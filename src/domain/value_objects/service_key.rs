//! Service key value object
//!
//! Selects one record under the `repl_services` namespace.

use std::fmt;

use super::PropertyPath;

/// Top-level key selecting the active service, and nested key selecting
/// the service implementation type inside each service record.
pub const DEPLOYMENT_SERVICE: &str = "deployment_service";

/// Namespace holding per-service records.
pub const REPL_SERVICES: &str = "repl_services";

/// Identifier of one replication service record.
#[derive(Debug, Clone, PartialEq, Eq, Hash)]
pub struct ServiceKey(String);

impl ServiceKey {
    /// Returns `None` for an empty key.
    pub fn new(key: impl Into<String>) -> Option<Self> {
        let key = key.into();
        if key.is_empty() {
            None
        } else {
            Some(Self(key))
        }
    }

    pub fn as_str(&self) -> &str {
        &self.0
    }

    /// `repl_services.<key>`
    pub fn record_path(&self) -> PropertyPath {
        PropertyPath::from_trusted(vec![REPL_SERVICES.to_string(), self.0.clone()])
    }

    /// `repl_services.<key>.deployment_service`
    pub fn service_type_path(&self) -> PropertyPath {
        PropertyPath::from_trusted(vec![
            REPL_SERVICES.to_string(),
            self.0.clone(),
            DEPLOYMENT_SERVICE.to_string(),
        ])
    }

    /// Path of the top-level active service selector.
    pub fn selector_path() -> PropertyPath {
        PropertyPath::from_trusted(vec![DEPLOYMENT_SERVICE.to_string()])
    }
}

impl fmt::Display for ServiceKey {
    fn fmt(&self, f: &mut fmt::Formatter<'_>) -> fmt::Result {
        f.write_str(&self.0)
    }
}

impl AsRef<str> for ServiceKey {
    fn as_ref(&self) -> &str {
        &self.0
    }
}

▬▬▬▬▬▬▬▬▬▬

* **Aim of the task**: Your answer must be the line containing "impl fmt::Display for" through the last line above, copied exactly, with nothing added.

* **Output**:
impl fmt::Display for ServiceKey {
    fn fmt(&self, f: &mut fmt::Formatter<'_>) -> fmt::Result {
        f.write_str(&self.0)
    }
}

impl AsRef<str> for ServiceKey {
    fn as_ref(&self) -> &str {
        &self.0
    }
}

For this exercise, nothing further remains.